Tips to eliminate back pain, or care for potential pending back pain, were discussed after yoga class. The following was suggested:
a. Rule out life-threatening causes of back pain, such as cancer, infections, or ruptures, as muscle spasms are much more common. Check with your doctor or health care practitioner to make sure it is safe for you to practice yoga as part of stretching and healing your back. If you have any unusual weight gain or loss, and you’re over age 50, check it out and treat yourself accordingly;
b. Treat any injuries with care. When tissues are inflamed or when there is a lot of excess pain, proceed slowly. Aggressive work-outs in yoga, if your back pain is too intense, can cause even more inflammation or injury. However, bed rest has been shown to cause more harm than good. Try breathing very deeply and doing gentle asanas to release stiffness and pain;
c. Always work with an experienced instructor who challenges and encourages you. Back problems are complex so you want to work with somebody who is trained and who will create a personalized program that is appropriate for your level of fitness, strength, and flexibility. You want your medical condition and your practice tracked and observed. Allow your body to respond.

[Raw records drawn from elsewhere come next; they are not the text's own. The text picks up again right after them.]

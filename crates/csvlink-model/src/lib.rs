pub mod config;
pub mod error;
pub mod table;

pub use config::{FieldSelection, MatchConfig, split_list};
pub use error::{LinkError, Result};
pub use table::{CellValue, Table};
// GestureGate - Gateway Entry Point
//
// Boot sequence:
//   1. Load configuration (defaults, optional TOML file, command-line flags).
//   2. Start and initialise the classifier. Failure here is fatal.
//   3. Build the sequence validator and the device commander.
//   4. Spawn the reader and AI tasks.
//   5. Run the acquisition loop on the main thread until Ctrl-C.
//
// Serial link problems are never fatal: the reader keeps retrying and
// commands are dropped while the link is down.

use std::path::PathBuf;
use std::thread;
use std::time::Duration;

use anyhow::{anyhow, Context};
use clap::Parser;
use crossbeam_channel::{bounded, tick, unbounded};

use gesturegate::classify::ClassificationAdapter;
use gesturegate::config::Config;
use gesturegate::drivers::feedback::DeviceCommander;
use gesturegate::drivers::serial::SerialLink;
use gesturegate::ei;
use gesturegate::ingest::{SampleBuffer, SampleIngestor};
use gesturegate::scheduler::{InFlightSlot, WindowScheduler};
use gesturegate::sequence::SequenceValidator;
use gesturegate::tasks;
use gesturegate::tasks::acquisition::Acquisition;
use gesturegate::tasks::ai::FeedbackPipeline;

#[derive(Parser, Debug)]
#[command(name = "gesturegate", version, about = "Serial IMU gesture sequence gateway")]
struct Args {
    /// TOML configuration file
    #[arg(short, long)]
    config: Option<PathBuf>,

    /// Serial device path
    #[arg(short, long)]
    port: Option<String>,

    /// Serial baud rate
    #[arg(short, long)]
    baud: Option<u32>,

    /// Classification window period in milliseconds
    #[arg(long = "window-ms")]
    window_ms: Option<u64>,
}

// ---------------------------------------------------------------------------
// Main
// ---------------------------------------------------------------------------
fn main() -> anyhow::Result<()> {
    env_logger::Builder::from_env(env_logger::Env::default().default_filter_or("info")).init();
    let args = Args::parse();
    log::info!("GestureGate starting...");

    // ---- Configuration ----------------------------------------------------
    let mut config = Config::load(args.config.as_deref()).context("failed to load configuration")?;
    if let Some(port) = args.port {
        config.serial.port = port;
    }
    if let Some(baud) = args.baud {
        config.serial.baud = baud;
    }
    if let Some(period) = args.window_ms {
        config.window.period_ms = period;
    }
    config.validate().context("invalid configuration")?;

    log::info!(
        "Port {} @ {} baud, window {} ms, sequence {:?} (on mismatch: {:?})",
        config.serial.port,
        config.serial.baud,
        config.window.period_ms,
        config.sequence.labels,
        config.sequence.on_mismatch
    );

    // ---- Classifier -------------------------------------------------------
    let classifier = ei::open_backend(&config.classifier)
        .with_context(|| format!("failed to start {:?} classifier", config.classifier.backend))?;
    let adapter = ClassificationAdapter::new(classifier).context("classifier did not initialise")?;
    let props = adapter.properties()?;
    log::info!(
        "Classifier ready: {:?}, {} labels, output {:?}",
        props.model_type,
        props.labels.len(),
        adapter.shape()
    );

    // ---- Sequence + device feedback ---------------------------------------
    let validator = SequenceValidator::new(
        config.sequence.labels.clone(),
        config.sequence.on_mismatch,
        config.sequence.unknown_label.clone(),
    )
    .ok_or_else(|| anyhow!("gesture sequence is empty"))?;

    let link = SerialLink::new(config.serial.clone());
    let commander = DeviceCommander::new(link.clone(), &config.device);
    let pipeline = FeedbackPipeline::new(adapter, validator, commander);

    // ---- Channels ---------------------------------------------------------
    let (event_tx, event_rx) = unbounded();
    let (window_tx, window_rx) = bounded(1);
    let (shutdown_tx, shutdown_rx) = bounded(1);

    ctrlc::set_handler(move || {
        let _ = shutdown_tx.try_send(());
    })
    .context("failed to install Ctrl-C handler")?;

    // ---- Spawn tasks ------------------------------------------------------
    let reader_link = link.clone();
    thread::Builder::new()
        .name("reader".into())
        .spawn(move || {
            tasks::reader::reader_task(reader_link, event_tx);
        })?;

    let ai = thread::Builder::new()
        .name("ai".into())
        .spawn(move || tasks::ai::ai_task(window_rx, pipeline))?;

    // ---- Acquisition loop (main thread) -----------------------------------
    let buffer = SampleBuffer::new();
    let scheduler = WindowScheduler::new(buffer.clone(), InFlightSlot::new(), window_tx);
    let acquisition = Acquisition::new(
        SampleIngestor::new(buffer),
        scheduler,
        &config.device.ack_prefix,
    );
    let ticker = tick(Duration::from_millis(config.window.period_ms));

    let stats = acquisition.run(event_rx, ticker, shutdown_rx);

    // The scheduler (and its window sender) is gone now, so the AI task
    // finishes the window it holds and returns.
    match ai.join() {
        Ok(pipeline) => log::info!(
            "Commands sent {}, dropped {}; classification failures {}; completed cycles {}",
            pipeline.commander().sent(),
            pipeline.commander().dropped(),
            pipeline.failures(),
            pipeline.validator().completed_cycles()
        ),
        Err(_) => log::error!("AI task panicked"),
    }
    link.close();

    log::info!(
        "Stopped: {} samples accepted, {} rejected, {} windows, {} ticks skipped",
        stats.accepted,
        stats.rejected,
        stats.windows,
        stats.skipped
    );
    Ok(())
}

d. Balance strengthening with stretching. Perhaps try a stomach crunch to prevent future episodes of back pain. Too many stomach crunches, however, can increase tightness in the hips and therefore can exaggerate back problems so be careful. The yogic approach is to determine which muscles need to be stronger and which ones need to be stretched. Forward bends work well if you are experiencing lower back pain; and
e. Make yoga your ally and not your enemy. Have your yoga program designed especially for you. Avoid poses that could make you feel worse, and take care during transitions. Do not do anything suddenly, go slowly and work-out with moderation. Consider the psychology of you, such as any anger, fear, stress, or any other emotions you may have, and use the yogic tools of self-study and meditation towards health. Philadelphia yogis were feeling better, happier, and much more comfortable at the end of the class and the lecture. The bottom line is as follows: yoga, which is applied safely, gently, and appropriately, can allow for recovery from back pain, as well as preventing it from recurring in the future.